Task brief
Of the entries below, copy only those lines that contain the word "None".
** Information follows **
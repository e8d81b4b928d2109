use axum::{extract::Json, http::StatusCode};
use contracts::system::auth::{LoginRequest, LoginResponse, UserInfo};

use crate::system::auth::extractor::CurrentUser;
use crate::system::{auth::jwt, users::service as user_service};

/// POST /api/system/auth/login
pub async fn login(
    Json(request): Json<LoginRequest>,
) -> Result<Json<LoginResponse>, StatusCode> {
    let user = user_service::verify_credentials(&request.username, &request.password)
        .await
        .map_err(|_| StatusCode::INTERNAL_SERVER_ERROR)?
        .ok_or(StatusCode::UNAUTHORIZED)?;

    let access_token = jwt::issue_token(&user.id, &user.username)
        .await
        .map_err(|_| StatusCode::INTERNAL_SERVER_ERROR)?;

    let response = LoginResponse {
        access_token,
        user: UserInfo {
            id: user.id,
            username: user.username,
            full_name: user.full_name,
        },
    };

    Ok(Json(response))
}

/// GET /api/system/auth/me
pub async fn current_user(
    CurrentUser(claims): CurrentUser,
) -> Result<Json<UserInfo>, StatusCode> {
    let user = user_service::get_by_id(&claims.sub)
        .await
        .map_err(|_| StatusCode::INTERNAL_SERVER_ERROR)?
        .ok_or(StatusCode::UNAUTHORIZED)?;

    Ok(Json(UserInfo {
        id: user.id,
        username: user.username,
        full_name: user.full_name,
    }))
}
** End of Information **
** Information follows **
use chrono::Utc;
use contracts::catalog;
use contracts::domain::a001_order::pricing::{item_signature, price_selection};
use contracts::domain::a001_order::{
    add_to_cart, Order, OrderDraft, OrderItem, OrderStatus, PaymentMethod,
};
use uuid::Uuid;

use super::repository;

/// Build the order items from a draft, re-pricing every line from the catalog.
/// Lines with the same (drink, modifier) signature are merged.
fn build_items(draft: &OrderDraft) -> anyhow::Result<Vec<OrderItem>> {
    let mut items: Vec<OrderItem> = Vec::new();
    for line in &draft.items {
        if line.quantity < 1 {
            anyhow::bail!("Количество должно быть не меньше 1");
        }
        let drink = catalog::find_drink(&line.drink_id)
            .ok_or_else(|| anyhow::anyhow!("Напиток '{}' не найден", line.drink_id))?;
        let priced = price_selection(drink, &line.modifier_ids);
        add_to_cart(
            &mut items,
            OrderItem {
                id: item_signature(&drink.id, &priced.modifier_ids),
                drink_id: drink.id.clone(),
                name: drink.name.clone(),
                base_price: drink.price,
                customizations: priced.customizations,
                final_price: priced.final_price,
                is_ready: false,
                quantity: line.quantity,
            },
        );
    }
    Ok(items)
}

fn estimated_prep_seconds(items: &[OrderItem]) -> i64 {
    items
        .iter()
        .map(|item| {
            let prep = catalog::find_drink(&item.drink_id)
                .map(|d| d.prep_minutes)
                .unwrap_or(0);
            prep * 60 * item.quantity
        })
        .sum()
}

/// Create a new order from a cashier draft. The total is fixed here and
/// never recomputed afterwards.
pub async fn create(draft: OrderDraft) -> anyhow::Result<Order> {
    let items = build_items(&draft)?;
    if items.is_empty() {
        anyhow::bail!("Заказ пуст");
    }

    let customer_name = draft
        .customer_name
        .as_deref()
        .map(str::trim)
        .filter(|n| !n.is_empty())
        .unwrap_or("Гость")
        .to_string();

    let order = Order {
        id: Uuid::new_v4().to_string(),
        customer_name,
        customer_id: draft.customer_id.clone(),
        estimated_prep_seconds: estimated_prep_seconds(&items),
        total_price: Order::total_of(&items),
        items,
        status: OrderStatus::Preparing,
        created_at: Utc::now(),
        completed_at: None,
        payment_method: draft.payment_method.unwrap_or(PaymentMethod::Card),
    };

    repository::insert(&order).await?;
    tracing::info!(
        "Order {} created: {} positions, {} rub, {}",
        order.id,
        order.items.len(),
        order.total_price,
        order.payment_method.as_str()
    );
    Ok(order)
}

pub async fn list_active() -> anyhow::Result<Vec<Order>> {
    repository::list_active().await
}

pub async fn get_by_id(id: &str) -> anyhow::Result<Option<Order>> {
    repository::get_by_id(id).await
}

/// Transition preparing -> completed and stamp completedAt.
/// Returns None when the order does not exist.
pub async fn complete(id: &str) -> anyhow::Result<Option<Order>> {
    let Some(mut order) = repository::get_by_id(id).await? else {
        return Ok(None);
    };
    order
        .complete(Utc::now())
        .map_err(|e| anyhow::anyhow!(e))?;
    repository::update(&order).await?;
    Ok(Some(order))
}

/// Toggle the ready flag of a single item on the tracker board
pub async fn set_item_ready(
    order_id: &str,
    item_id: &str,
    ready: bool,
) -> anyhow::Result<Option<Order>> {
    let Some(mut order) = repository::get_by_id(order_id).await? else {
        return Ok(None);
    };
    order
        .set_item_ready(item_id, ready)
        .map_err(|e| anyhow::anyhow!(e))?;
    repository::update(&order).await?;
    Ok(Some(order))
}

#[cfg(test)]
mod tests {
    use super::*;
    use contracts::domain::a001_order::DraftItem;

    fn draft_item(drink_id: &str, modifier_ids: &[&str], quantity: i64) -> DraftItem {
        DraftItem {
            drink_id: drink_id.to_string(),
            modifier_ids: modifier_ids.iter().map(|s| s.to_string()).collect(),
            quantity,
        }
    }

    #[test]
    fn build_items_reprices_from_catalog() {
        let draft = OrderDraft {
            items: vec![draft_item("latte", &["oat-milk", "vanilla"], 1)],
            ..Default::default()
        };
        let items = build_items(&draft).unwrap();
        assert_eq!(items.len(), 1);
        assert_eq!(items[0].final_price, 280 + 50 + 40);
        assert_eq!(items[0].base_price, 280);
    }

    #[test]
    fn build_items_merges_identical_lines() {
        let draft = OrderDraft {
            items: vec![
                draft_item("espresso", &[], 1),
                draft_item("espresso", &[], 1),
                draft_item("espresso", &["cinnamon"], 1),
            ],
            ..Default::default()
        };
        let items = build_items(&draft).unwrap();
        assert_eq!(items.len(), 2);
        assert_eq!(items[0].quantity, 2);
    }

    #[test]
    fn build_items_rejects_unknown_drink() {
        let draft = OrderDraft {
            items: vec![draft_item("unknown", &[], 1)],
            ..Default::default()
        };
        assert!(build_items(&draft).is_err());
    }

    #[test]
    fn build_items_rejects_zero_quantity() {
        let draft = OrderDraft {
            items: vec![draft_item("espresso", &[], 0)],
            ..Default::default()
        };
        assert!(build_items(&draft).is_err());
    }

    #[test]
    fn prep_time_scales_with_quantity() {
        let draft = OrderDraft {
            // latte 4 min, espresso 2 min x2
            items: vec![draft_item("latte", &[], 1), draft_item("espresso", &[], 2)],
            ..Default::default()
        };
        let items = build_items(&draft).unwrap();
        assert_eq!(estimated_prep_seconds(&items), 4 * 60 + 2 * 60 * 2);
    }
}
** End of Information **
Written answer
        completed_at: None,
/// Returns None when the order does not exist.
        return Ok(None);
        return Ok(None);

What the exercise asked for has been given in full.